(PROVIDED INFORMATION Opens)

//! Core trace types.

use std::fmt;

/// One request in a trace.
#[derive(Clone, Copy, Debug, PartialEq, Eq)]
pub enum Op {
    /// Allocate `size` bytes and bind the block to `id`.
    Alloc {
        /// Caller-chosen block id.
        id: u32,
        /// Requested payload size.
        size: usize,
    },
    /// Release the block bound to `id`.
    Free {
        /// Block id.
        id: u32,
    },
    /// Resize the block bound to `id` to `size` bytes. Zero releases it.
    Realloc {
        /// Block id.
        id: u32,
        /// New payload size.
        size: usize,
    },
}

impl Op {
    /// The id this request targets.
    pub fn id(&self) -> u32 {
        match *self {
            Op::Alloc { id, .. } | Op::Free { id } | Op::Realloc { id, .. } => id,
        }
    }
}

impl fmt::Display for Op {
    fn fmt(&self, f: &mut fmt::Formatter<'_>) -> fmt::Result {
        match self {
            Op::Alloc { id, size } => write!(f, "a {id} {size}"),
            Op::Free { id } => write!(f, "f {id}"),
            Op::Realloc { id, size } => write!(f, "r {id} {size}"),
        }
    }
}

/// A request together with the line it was read from.
#[derive(Clone, Copy, Debug, PartialEq, Eq)]
pub struct Record {
    /// 1-based source line, or the 1-based position for built traces.
    pub line: usize,
    /// The request.
    pub op: Op,
}

/// An ordered sequence of requests.
#[derive(Clone, Debug, Default, PartialEq, Eq)]
pub struct Trace {
    records: Vec<Record>,
}

impl Trace {
    /// An empty trace.
    pub fn new() -> Self {
        Self::default()
    }

    /// Build a trace from bare requests, numbering them from 1.
    pub fn from_ops(ops: impl IntoIterator<Item = Op>) -> Self {
        let records = ops
            .into_iter()
            .enumerate()
            .map(|(i, op)| Record { line: i + 1, op })
            .collect();
        Self { records }
    }

    /// Append a request, numbering it after the last record.
    pub fn push(&mut self, op: Op) {
        let line = self.records.last().map_or(1, |r| r.line + 1);
        self.records.push(Record { line, op });
    }

    /// The records in order.
    pub fn records(&self) -> &[Record] {
        &self.records
    }

    /// Number of requests.
    pub fn len(&self) -> usize {
        self.records.len()
    }

    /// Whether the trace has no requests.
    pub fn is_empty(&self) -> bool {
        self.records.is_empty()
    }
}

impl FromIterator<Record> for Trace {
    fn from_iter<I: IntoIterator<Item = Record>>(iter: I) -> Self {
        Self {
            records: iter.into_iter().collect(),
        }
    }
}

/// Renders one request per line in the text trace format.
impl fmt::Display for Trace {
    fn fmt(&self, f: &mut fmt::Formatter<'_>) -> fmt::Result {
        for record in &self.records {
            writeln!(f, "{}", record.op)?;
        }
        Ok(())
    }
}
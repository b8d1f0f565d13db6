//! Benchmark profiles for the tagheap allocator.
//!
//! - [`reference_profile`]: 2K mixed requests, payloads up to 512 bytes
//! - [`stress_profile`]: 20K mixed requests, payloads up to 16 KiB
//! - [`bench_heap`]: a heap large enough for either profile

#![forbid(unsafe_code)]
#![deny(rustdoc::broken_intra_doc_links)]

use tagheap_alloc::{Heap, HeapConfig, HeapError};
use tagheap_arena::{ArenaConfig, MemArena};
use tagheap_test_utils::Workload;
use tagheap_trace::Trace;

/// Arena ceiling used by every benchmark heap.
pub const BENCH_ARENA_BYTES: usize = 256 << 20;

/// Small-object churn: mostly allocate and free, few reallocs.
pub fn reference_profile(seed: u64) -> Trace {
    Workload::new(seed, 2_000)
        .max_size(512)
        .weights(6, 4, 1)
        .generate()
}

/// Large mixed workload with frequent reallocs.
pub fn stress_profile(seed: u64) -> Trace {
    Workload::new(seed, 20_000)
        .max_size(16 * 1024)
        .weights(5, 4, 3)
        .generate()
}

/// A fresh default-configured heap over a [`BENCH_ARENA_BYTES`] arena.
pub fn bench_heap() -> Result<Heap, HeapError> {
    let arena = MemArena::new(ArenaConfig::new(BENCH_ARENA_BYTES))
        .map_err(|e| HeapError::InvalidConfig {
            reason: e.to_string(),
        })?;
    Heap::new(arena, HeapConfig::default())
}

#[cfg(test)]
mod tests {
    use super::*;
    use tagheap_trace::{replay, ReplayOptions};

    #[test]
    fn reference_profile_replays() {
        let trace = reference_profile(42);
        let mut heap = bench_heap().unwrap();
        let report = replay(&trace, &mut heap, ReplayOptions::strict()).unwrap();
        assert_eq!(report.live, 0);
    }

    #[test]
    fn stress_profile_is_drained() {
        let trace = stress_profile(42);
        assert!(trace.len() >= 20_000);
        assert!(matches!(
            trace.records().last().map(|r| r.op),
            Some(tagheap_trace::Op::Free { .. })
        ));
    }

    #[test]
    fn profiles_are_deterministic() {
        assert_eq!(reference_profile(7), reference_profile(7));
    }
}
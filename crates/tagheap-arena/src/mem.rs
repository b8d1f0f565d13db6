//! Heap-memory-backed arena.
//!
//! [`MemArena`] stands in for the process break: a `Vec<u8>` that grows on
//! `sbrk` up to a fixed ceiling. Newly exposed bytes are zeroed so stale
//! contents from a previous `reset_brk` never leak into fresh blocks.

use crate::config::ArenaConfig;
use crate::error::ArenaError;
use crate::sbrk::Sbrk;

/// A `Vec<u8>`-backed arena with a hard size ceiling.
#[derive(Debug)]
pub struct MemArena {
    /// Backing storage. `data.len()` is the break.
    data: Vec<u8>,
    /// Ceiling on `data.len()`.
    max_bytes: usize,
}

impl MemArena {
    /// Create an empty arena from a validated config.
    pub fn new(config: ArenaConfig) -> Result<Self, ArenaError> {
        config.validate()?;
        let reserve = config.initial_capacity.min(config.max_bytes);
        Ok(Self {
            data: Vec::with_capacity(reserve),
            max_bytes: config.max_bytes,
        })
    }

    /// Create an empty arena with the given ceiling.
    pub fn with_max_bytes(max_bytes: usize) -> Result<Self, ArenaError> {
        Self::new(ArenaConfig::new(max_bytes))
    }

    /// Bytes still available below the ceiling.
    pub fn remaining(&self) -> usize {
        self.max_bytes - self.data.len()
    }

    /// Memory held by the backing allocation in bytes.
    pub fn memory_bytes(&self) -> usize {
        self.data.capacity()
    }
}

impl Default for MemArena {
    fn default() -> Self {
        Self {
            data: Vec::new(),
            max_bytes: ArenaConfig::DEFAULT_MAX_BYTES,
        }
    }
}

impl Sbrk for MemArena {
    fn sbrk(&mut self, incr: usize) -> Result<usize, ArenaError> {
        let old = self.data.len();
        let new_brk = match old.checked_add(incr) {
            Some(n) if n <= self.max_bytes => n,
            _ => {
                log::warn!(
                    "sbrk of {incr} bytes at break {old} exceeds ceiling {}",
                    self.max_bytes
                );
                return Err(ArenaError::Exhausted {
                    requested: incr,
                    brk: old,
                    max: self.max_bytes,
                });
            }
        };
        self.data.resize(new_brk, 0);
        Ok(old)
    }

    fn reset_brk(&mut self) {
        self.data.clear();
    }

    fn brk(&self) -> usize {
        self.data.len()
    }

    fn bytes(&self) -> &[u8] {
        &self.data
    }

    fn bytes_mut(&mut self) -> &mut [u8] {
        &mut self.data
    }

    fn max_bytes(&self) -> usize {
        self.max_bytes
    }
}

(PROVIDED INFORMATION Closes)

**PROBLEM**
In the entries above, find lines with "reallocs" and copy each.

**ANSWER TO THE EXERCISE**
/// Small-object churn: mostly allocate and free, few reallocs.
/// Large mixed workload with frequent reallocs.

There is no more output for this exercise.